Why do you need a conversation about this? She’s made her motivations perfectly clear. Don’t engage with her at all and see a lawyer on Monday.


----------



## SunCMars (Feb 29, 2016)

Others have gone to your 2015 thread.

Wow!

Is she an entitled cheater and stinker, or what? !

Big time, ah, no, little time, you are her back-up and her forgiving banker.

Are we 'still' wasting our breath in telling you to divorce her and dump her.

Remember, once they are married to you for 10 years, it is lifetime alimony in many states.

We cannot divorce her.
Only, you can.

Do it, can her for good. 

Take your kids and move away from her. 
At first, a few hundred miles, same state.

If she does not fight you for custody, (later) might as well make it two thousand.
Make seeing you and the kids too expensive and too inconvenient.

She has no love and use for the kids, as it is.
She never did.

She lives for bar-fly compliments and those ready-Freddy penises.


----------



## Rob_1 (Sep 8, 2017)

You are where you are because, basically, you are, (sorry to tell you), exactly as your wife sees you: a weak individual for whom she has not respect, because she knows that she can **** on you and you would take it, just like you've been taking it. 

You didn't do a thing in 2015 when you should had kicked her out of your life and judging from your responses you won't do a thing this time other than *****ing about it.

Dude: have some self respect, what she have been doing this time is enough for any self respecting man that call himself a man to already have filed for divorce. You on the other hand , all you've done is ***** like a dog that has no teeth to bite. 

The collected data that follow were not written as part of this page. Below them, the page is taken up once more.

// Copyright (c) 2026 swarm-provisioner contributors
// SPDX-License-Identifier: AGPL-3.0

pub mod command;
pub mod dispatcher;
pub mod enricher;
pub mod launcher;
pub mod resolver;

// Re-export use cases for convenience
pub use command::{AgentCommand, AgentEndpoints, PlatformCommandBuilder};
pub use dispatcher::{DispatchWorkers, ServiceDispatcher, SwarmDispatcher};
pub use enricher::{EnrichmentScope, ServiceSpecEnricher};
pub use launcher::{AgentLauncher, ComputerLauncher, LaunchServices};
pub use resolver::{NamedResourceResolver, Resolution, ResourceCatalog};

Man up, kick her to the curb already for Christ's sake.


----------



## Robert22205 (Jun 6, 2018)

File for divorce and have her served while she's on the trip. And go no contact.


----------



## CrAzYdOgLaDy (Mar 22, 2021)

She sounds like hard work and disrespectful to you. She is acting like a single woman. Get as much evidence as you can if she is cheating. VAR where you know she talks on the phone, in certain rooms, under car seat but she mustn't find them. Maybe hire a pi and get photographic evidence also, then serve her with divorce papers. Don't let her know you are on to her. Also see a solicitor and get advice etc. Can you get into her phone and read text messages? Maybe accidentally break her phone screen and tell her you will get it fixed, then find someone with experience getting all texts including deleted ones and call records. You deserve someone who loves and respects you. She is using you and treating you like ****. That's my opinion and I'm a woman. Keep us posted and good luck.

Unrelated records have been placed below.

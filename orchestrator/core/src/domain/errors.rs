// Copyright (c) 2026 swarm-provisioner contributors
// SPDX-License-Identifier: AGPL-3.0
//! Launch Error Taxonomy
//!
//! # Architecture
//!
//! - **Layer:** Domain Layer
//! - **Purpose:** Errors surfaced by a single agent launch attempt
//!
//! Configuration errors abort the launch before any remote call. Launch I/O
//! errors happen after enrichment (snapshot, dispatch) and are recorded on
//! the agent info record as a failed launch.

use thiserror::Error;

use crate::domain::resource::ResourceKind;
use crate::domain::swarm::DispatchError;

#[derive(Debug, Error)]
pub enum LaunchError {
    #[error("This launcher can only handle swarm agent computers, got '{0}'")]
    IncompatibleTarget(String),

    #[error("Task '{0}' has no assigned label")]
    MissingLabel(String),

    #[error("No agent template configured for label '{0}'")]
    UnknownLabel(String),

    #[error("Malformed host bind '{0}': expected 'source:target'")]
    MalformedHostBind(String),

    #[error("Malformed {kind} reference '{reference}': expected 'name:mountPath'")]
    MalformedReference { kind: ResourceKind, reference: String },

    #[error("Nested-container mode needs a command with at least 3 elements, got {0}")]
    CommandTooShort(usize),

    #[error("Failed to apply custom workspace '{path}': {reason}")]
    Workspace { path: String, reason: String },

    #[error("Failed to serialize service request: {0}")]
    Serialization(#[from] serde_json::Error),

    #[error("Failed to dispatch service creation: {0}")]
    Dispatch(#[from] DispatchError),
}

impl LaunchError {
    /// Errors caused by the target, the task or the template rather than by
    /// the swarm or the dispatcher.
    pub fn is_configuration_error(&self) -> bool {
        matches!(
            self,
            LaunchError::IncompatibleTarget(_)
                | LaunchError::MissingLabel(_)
                | LaunchError::UnknownLabel(_)
                | LaunchError::MalformedHostBind(_)
                | LaunchError::MalformedReference { .. }
                | LaunchError::CommandTooShort(_)
        )
    }
}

Sent from my SM-G970F using Tapatalk


----------



## CrAzYdOgLaDy (Mar 22, 2021)

And no you are not overthinking this. 

Sent from my SM-G970F using Tapatalk


----------



## re16 (Oct 9, 2012)

AR, how'd it go when she got back from the trip?

Although you are concerned about your wife's new cheating friend being a bad influence on her, knowing your wife's history, maybe your wife is the bad influence and had something to do with the friend's demise.


----------



## Evinrude58 (Jun 16, 2014)

Ar2124 said:


> man it’s sucks. I know she will gaslight me. The first night she said she didn’t have phone signal,when I tracked her phone all night so I know she’s lying.
> When she answered today and *****ed me out she said she was leaving graduation. She was actually in the parking lot of a marina Resteraunt. Said she was leaving grad to find somewhere to eat. I looked up the Resteraunt and it was closed. Unless there’s another Resteraunt that doesn’t show on maps She was in that parking lot for an hour to hour and a half. And then preceded to the bar. Highly likely something happened there.
> 
> She is still out of town, I’m thinking about a var in the room. Really not many places to hide it. Though. And I’ll be out of town.


Why buddy? You already know she’s a damn cheater and now you want to take what she’s serving you and feel the need to go detective?
Why? Whhyyyyyyy?
Just do what you should’ve done years ago or be cuckolded and accept your life as that.

there is no other option.


----------



## CrAzYdOgLaDy (Mar 22, 2021)

Just read your old post again and I want to slap some sense into you, to try and get you to see you are actually being used and abused by this woman. I hope you wake up and see that you are worth much much more. You deserve better than this. You should read through your old post as though it was a friends post, and what you would advise him. 

Sent from my SM-G970F using Tapatalk


----------



## anna2020 (Dec 3, 2020)

I have to agree with you there.... that chick is bad influence on your wife! Maybe move away? So the aren't that close and it would be hard to see that chick. Or sit down and talk to your wife and tell her how you feel


----------



## hinterdir (Apr 17, 2018)

Ar2124 said:


> your right, I do need to go back and read, everything has just been going so smooth since all that I think I kind of fell asleep and stopped seeing the signs. among ruggsweeping I’m sure she has just been hiding her true self and meeting this friend brought it back out.


I know nothing of this 2015 thread....it sounds as if she cheated on you before?
You chose to stay with a cheater.....how is that working for you?
Hanging out at bars until 3?
This is not a marriage.
I would be gone if my wife did this one time.
You sound passive though. She knows you won't do anything. She walks all over you.


----------



## joannacroc (Dec 17, 2014)

People like her generally do what you let them get away with. Show her you won't. See a lawyer.


----------